Nev. Baptists elect first black president

RENO, Nev. (BP) -- The Nevada Baptist Convention at its 2014 annual meeting elected its first African American president, Nellis Baptist Church pastor Greg Fields of Las Vegas.

"I highly anticipate serving the Nevada Baptist Convention in this capacity as it will be a wonderful experience for me, my family and our congregation," Fields told Baptist Press after his election at the annual meeting, held Oct. 21-22 at South Reno Baptist Church in Reno.

In another historic move, the 116 messengers unanimously voted to increase Nevada's Cooperative Program giving to 50 percent of monies received from churches in the state, raising the allotment from the current 35 percent, according to a report submitted by the Nevada Baptist Convention.

Fields said he is excited to work with the strong leadership among Nevada Baptists. Nevada joins at least 23 other state conventions that have elected African American or other non-Anglos to their presidencies. The Tennessee Baptist Convention also elected its first black president this year. See related story.

"Nevada Baptists have great leadership throughout the state to glean from, and I will happily call upon many of them for counsel and assistance during my tenure," Fields told BP. "I extend a special thanks to Nevada's Executive Director Kevin White for his confidence and support of me as I embark on this exciting journey."

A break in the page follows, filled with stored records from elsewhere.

//! Prontuários médicos

use axum::extract::{Path, Query, State};
use axum::http::StatusCode;
use axum::response::Html;
use axum::routing::get;
use axum::{Json, Router};
use chrono::{DateTime, NaiveDate, Utc};
use common_db::models::Prontuario;
use serde::{Deserialize, Serialize};
use sqlx::{QueryBuilder, Sqlite, SqlitePool};
use uuid::Uuid;

use crate::auth::UsuarioAtual;
use crate::error::ApiError;
use crate::routes::medicos::buscar_medico;
use crate::routes::pacientes::buscar_paciente_ativo;
use crate::routes::{fim_do_dia, inicio_do_dia, normalizar_paginacao, Pagina};
use crate::state::AppState;

pub fn router() -> Router<AppState> {
    Router::new()
        .route("/", get(listar).post(criar))
        .route("/:id", get(obter).put(atualizar).delete(remover))
        .route("/:id/html", get(obter_html))
        .route("/paciente/:paciente_id", get(listar_por_paciente))
        .route("/templates/default", get(template_padrao))
}

#[derive(Debug, Deserialize)]
struct ListarParams {
    skip: Option<i64>,
    limit: Option<i64>,
    paciente_id: Option<Uuid>,
    medico_id: Option<Uuid>,
    data_inicio: Option<NaiveDate>,
    data_fim: Option<NaiveDate>,
}

#[derive(Debug, Deserialize)]
struct ProntuarioCreate {
    paciente_id: Uuid,
    consulta_id: Option<Uuid>,
    medico_id: Uuid,
    data: DateTime<Utc>,
    anamnese: Option<String>,
    diagnostico: Option<String>,
    prescricao: Option<String>,
    exames_solicitados: Option<String>,
    observacoes: Option<String>,
}

#[derive(Debug, Deserialize)]
struct ProntuarioUpdate {
    data: Option<DateTime<Utc>>,
    anamnese: Option<String>,
    diagnostico: Option<String>,
    prescricao: Option<String>,
    exames_solicitados: Option<String>,
    observacoes: Option<String>,
}

/// Linha resumida para o histórico de um paciente
#[derive(Debug, Serialize, sqlx::FromRow)]
struct ProntuarioResumo {
    id: Uuid,
    data: DateTime<Utc>,
    medico_nome: String,
    diagnostico: Option<String>,
    consulta_id: Option<Uuid>,
}

/// Prontuário com nomes resolvidos para exibição
#[derive(Debug, Serialize, sqlx::FromRow)]
struct ProntuarioCompleto {
    id: Uuid,
    paciente_id: Uuid,
    consulta_id: Option<Uuid>,
    medico_id: Uuid,
    data: DateTime<Utc>,
    anamnese: Option<String>,
    diagnostico: Option<String>,
    prescricao: Option<String>,
    exames_solicitados: Option<String>,
    observacoes: Option<String>,
    created_at: DateTime<Utc>,
    updated_at: Option<DateTime<Utc>>,
    paciente_nome: String,
    medico_nome: String,
    consulta_data: Option<DateTime<Utc>>,
}

#[derive(Debug, Serialize)]
struct ProntuarioTemplate {
    anamnese_template: String,
    diagnostico_template: String,
    prescricao_template: String,
    observacoes_template: String,
}

async fn buscar_prontuario(pool: &SqlitePool, id: Uuid) -> Result<Prontuario, ApiError> {
    let prontuario: Option<Prontuario> = sqlx::query_as("SELECT * FROM prontuarios WHERE id = ?")
        .bind(id)
        .fetch_optional(pool)
        .await?;
    prontuario.ok_or_else(|| ApiError::nao_encontrado("Prontuário não encontrado"))
}

async fn buscar_prontuario_completo(
    pool: &SqlitePool,
    id: Uuid,
) -> Result<ProntuarioCompleto, ApiError> {
    let prontuario: Option<ProntuarioCompleto> = sqlx::query_as(
        r#"
        SELECT pr.*, p.nome AS paciente_nome, u.nome AS medico_nome,
               c.data_hora AS consulta_data
        FROM prontuarios pr
        JOIN pacientes p ON p.id = pr.paciente_id
        JOIN users u ON u.id = pr.medico_id
        LEFT JOIN consultas c ON c.id = pr.consulta_id
        WHERE pr.id = ?
        "#,
    )
    .bind(id)
    .fetch_optional(pool)
    .await?;
    prontuario.ok_or_else(|| ApiError::nao_encontrado("Prontuário não encontrado"))
}

/// Listar prontuários com filtros e paginação
async fn listar(
    State(state): State<AppState>,
    _user: UsuarioAtual,
    Query(params): Query<ListarParams>,
) -> Result<Json<Pagina<Prontuario>>, ApiError> {
    let (skip, limit) = normalizar_paginacao(params.skip, params.limit);

    let mut count_qb: QueryBuilder<Sqlite> =
        QueryBuilder::new("SELECT COUNT(*) FROM prontuarios WHERE 1=1");
    let mut qb: QueryBuilder<Sqlite> = QueryBuilder::new("SELECT * FROM prontuarios WHERE 1=1");

    for builder in [&mut count_qb, &mut qb] {
        if let Some(paciente_id) = params.paciente_id {
            builder.push(" AND paciente_id = ").push_bind(paciente_id);
        }
        if let Some(medico_id) = params.medico_id {
            builder.push(" AND medico_id = ").push_bind(medico_id);
        }
        if let Some(data_inicio) = params.data_inicio {
            builder.push(" AND data >= ").push_bind(inicio_do_dia(data_inicio));
        }
        if let Some(data_fim) = params.data_fim {
            builder.push(" AND data <= ").push_bind(fim_do_dia(data_fim));
        }
    }

    let total: i64 = count_qb.build_query_scalar().fetch_one(&state.pool).await?;

    qb.push(" ORDER BY data DESC LIMIT ")
        .push_bind(limit)
        .push(" OFFSET ")
        .push_bind(skip);

    let items: Vec<Prontuario> = qb.build_query_as().fetch_all(&state.pool).await?;

    Ok(Json(Pagina { items, total, skip, limit }))
}

/// Listar prontuários de um paciente específico
async fn listar_por_paciente(
    State(state): State<AppState>,
    _user: UsuarioAtual,
    Path(paciente_id): Path<Uuid>,
) -> Result<Json<Vec<ProntuarioResumo>>, ApiError> {
    buscar_paciente_ativo(&state.pool, paciente_id).await?;

    let resumos: Vec<ProntuarioResumo> = sqlx::query_as(
        r#"
        SELECT pr.id, pr.data, u.nome AS medico_nome, pr.diagnostico, pr.consulta_id
        FROM prontuarios pr
        JOIN users u ON u.id = pr.medico_id
        WHERE pr.paciente_id = ?
        ORDER BY pr.data DESC
        "#,
    )
    .bind(paciente_id)
    .fetch_all(&state.pool)
    .await?;

    Ok(Json(resumos))
}

/// Criar novo prontuário
async fn criar(
    State(state): State<AppState>,
    _user: UsuarioAtual,
    Json(payload): Json<ProntuarioCreate>,
) -> Result<(StatusCode, Json<Prontuario>), ApiError> {
    buscar_paciente_ativo(&state.pool, payload.paciente_id).await?;
    buscar_medico(&state.pool, payload.medico_id).await?;

    if let Some(consulta_id) = payload.consulta_id {
        let consulta: Option<(Uuid,)> = sqlx::query_as("SELECT id FROM consultas WHERE id = ?")
            .bind(consulta_id)
            .fetch_optional(&state.pool)
            .await?;
        if consulta.is_none() {
            return Err(ApiError::nao_encontrado("Consulta não encontrada"));
        }
    }

    let prontuario = Prontuario {
        id: Uuid::new_v4(),
        paciente_id: payload.paciente_id,
        consulta_id: payload.consulta_id,
        medico_id: payload.medico_id,
        data: payload.data,
        anamnese: payload.anamnese,
        diagnostico: payload.diagnostico,
        prescricao: payload.prescricao,
        exames_solicitados: payload.exames_solicitados,
        observacoes: payload.observacoes,
        created_at: Utc::now(),
        updated_at: None,
    };

    sqlx::query(
        r#"
        INSERT INTO prontuarios
            (id, paciente_id, consulta_id, medico_id, data, anamnese, diagnostico,
             prescricao, exames_solicitados, observacoes, created_at)
        VALUES (?, ?, ?, ?, ?, ?, ?, ?, ?, ?, ?)
        "#,
    )
    .bind(prontuario.id)
    .bind(prontuario.paciente_id)
    .bind(prontuario.consulta_id)
    .bind(prontuario.medico_id)
    .bind(prontuario.data)
    .bind(&prontuario.anamnese)
    .bind(&prontuario.diagnostico)
    .bind(&prontuario.prescricao)
    .bind(&prontuario.exames_solicitados)
    .bind(&prontuario.observacoes)
    .bind(prontuario.created_at)
    .execute(&state.pool)
    .await?;

    Ok((StatusCode::CREATED, Json(prontuario)))
}

/// Obter detalhes de um prontuário com nomes resolvidos
async fn obter(
    State(state): State<AppState>,
    _user: UsuarioAtual,
    Path(id): Path<Uuid>,
) -> Result<Json<ProntuarioCompleto>, ApiError> {
    Ok(Json(buscar_prontuario_completo(&state.pool, id).await?))
}

/// Atualizar prontuário
async fn atualizar(
    State(state): State<AppState>,
    _user: UsuarioAtual,
    Path(id): Path<Uuid>,
    Json(payload): Json<ProntuarioUpdate>,
) -> Result<Json<Prontuario>, ApiError> {
    let mut prontuario = buscar_prontuario(&state.pool, id).await?;

    if let Some(v) = payload.data {
        prontuario.data = v;
    }
    if let Some(v) = payload.anamnese {
        prontuario.anamnese = Some(v);
    }
    if let Some(v) = payload.diagnostico {
        prontuario.diagnostico = Some(v);
    }
    if let Some(v) = payload.prescricao {
        prontuario.prescricao = Some(v);
    }
    if let Some(v) = payload.exames_solicitados {
        prontuario.exames_solicitados = Some(v);
    }
    if let Some(v) = payload.observacoes {
        prontuario.observacoes = Some(v);
    }
    prontuario.updated_at = Some(Utc::now());

    sqlx::query(
        r#"
        UPDATE prontuarios SET
            data = ?, anamnese = ?, diagnostico = ?, prescricao = ?,
            exames_solicitados = ?, observacoes = ?, updated_at = ?
        WHERE id = ?
        "#,
    )
    .bind(prontuario.data)
    .bind(&prontuario.anamnese)
    .bind(&prontuario.diagnostico)
    .bind(&prontuario.prescricao)
    .bind(&prontuario.exames_solicitados)
    .bind(&prontuario.observacoes)
    .bind(prontuario.updated_at)
    .bind(id)
    .execute(&state.pool)
    .await?;

    Ok(Json(prontuario))
}

/// Excluir prontuário
async fn remover(
    State(state): State<AppState>,
    _user: UsuarioAtual,
    Path(id): Path<Uuid>,
) -> Result<StatusCode, ApiError> {
    let resultado = sqlx::query("DELETE FROM prontuarios WHERE id = ?")
        .bind(id)
        .execute(&state.pool)
        .await?;

    if resultado.rows_affected() == 0 {
        return Err(ApiError::nao_encontrado("Prontuário não encontrado"));
    }

    Ok(StatusCode::NO_CONTENT)
}

fn secao_html(titulo: &str, conteudo: &Option<String>) -> String {
    match conteudo {
        Some(texto) if !texto.is_empty() => format!(
            r#"<div class="section"><h3>{}</h3><p>{}</p></div>"#,
            titulo, texto
        ),
        _ => String::new(),
    }
}

/// Obter prontuário em formato HTML para visualização e impressão
async fn obter_html(
    State(state): State<AppState>,
    _user: UsuarioAtual,
    Path(id): Path<Uuid>,
) -> Result<Html<String>, ApiError> {
    let p = buscar_prontuario_completo(&state.pool, id).await?;

    let html = format!(
        r#"<!DOCTYPE html>
<html lang="pt-BR">
<head>
    <meta charset="UTF-8">
    <meta name="viewport" content="width=device-width, initial-scale=1.0">
    <title>Prontuário - {paciente}</title>
    <style>
        body {{ font-family: Arial, sans-serif; margin: 20px; }}
        .header {{ border-bottom: 2px solid #333; padding-bottom: 10px; margin-bottom: 20px; }}
        .section {{ margin-bottom: 20px; }}
        .section h3 {{ color: #333; border-bottom: 1px solid #ccc; padding-bottom: 5px; }}
        .section p {{ margin: 10px 0; line-height: 1.6; white-space: pre-wrap; }}
        .footer {{ margin-top: 30px; font-size: 12px; color: #666; }}
    </style>
</head>
<body>
    <div class="header">
        <h1>Prontuário Médico</h1>
        <p><strong>Paciente:</strong> {paciente}</p>
        <p><strong>Médico:</strong> Dr(a). {medico}</p>
        <p><strong>Data:</strong> {data}</p>
    </div>
    {anamnese}
    {diagnostico}
    {prescricao}
    {exames}
    {observacoes}
    <div class="footer">
        <p>Prontuário gerado em {gerado_em}</p>
    </div>
</body>
</html>"#,
        paciente = p.paciente_nome,
        medico = p.medico_nome,
        data = p.data.format("%d/%m/%Y %H:%M"),
        anamnese = secao_html("Anamnese", &p.anamnese),
        diagnostico = secao_html("Diagnóstico", &p.diagnostico),
        prescricao = secao_html("Prescrição", &p.prescricao),
        exames = secao_html("Exames Solicitados", &p.exames_solicitados),
        observacoes = secao_html("Observações", &p.observacoes),
        gerado_em = p.created_at.format("%d/%m/%Y %H:%M"),
    );

    Ok(Html(html))
}

/// Obter template padrão para prontuários
async fn template_padrao(_user: UsuarioAtual) -> Json<ProntuarioTemplate> {
    Json(ProntuarioTemplate {
        anamnese_template: "Queixa Principal:\nHistória da Doença Atual:\nAntecedentes Pessoais:\nAntecedentes Familiares:\nMedicamentos em Uso:\nAlergias:\nExame Físico:".to_string(),
        diagnostico_template: "Diagnóstico Principal:\nDiagnósticos Secundários:\nCID-10:".to_string(),
        prescricao_template: "Medicamentos:\n- \n- \n- \n\nOrientações:\n- \n- \n- ".to_string(),
        observacoes_template: "Observações Gerais:\nRetorno em: ___ dias\nPróxima consulta: __/__/____".to_string(),
    })
}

Fields served as Nevada Baptists vice president in 2013 and has led his multicultural congregation since 2007, when he retired from the U.S. Air Force after serving nearly 21 years. He has lived in Nevada since 1997 and was ordained at Frontier Southern Baptist Church in North Las Vegas.

"I am humbled and thankful for this opportunity," he said of his presidency. "This task isn't something I've prepared for, but I take comfort in the saying, 'God doesn't call the equipped; rather, He equips the called.'"

Mark Morton, pastor of Granite Hills Baptist Church in Reno, was elected vice president.

Regarding the budget, Nevada Baptists anticipate receiving $870,420 in Cooperative Program contributions from its affiliated churches, an increase of $40,420 over the $830,000 received this year, Nevada Baptist executive director Kevin White reported. Messengers adopted a 2015 budget of $2,217,976, White reported, compared to the current budget of $2,132,534.

Frank Page, Southern Baptist Convention Executive Committee president, delivered the keynote address and hosted a listening session and breakfast meeting with the 75 pastors and leaders in attendance.

"One" was this year's annual meeting theme, based on Phil. 2:2. David Pretlove, pastor of Life Church in Reno Nevada, spoke on "Unity" in his convention message.

Messengers adopted a resolution encouraging Nevada Baptist pastors to openly encourage their congregations "to be engaged in the political processes and to vote for candidates whose positions on moral and ethical issues reflect Godly values."

The 2015 Nevada Baptist annual meeting is scheduled Oct. 20-21 at Hope Church in Las Vegas.

Based on a report from the Nevada Baptist Convention.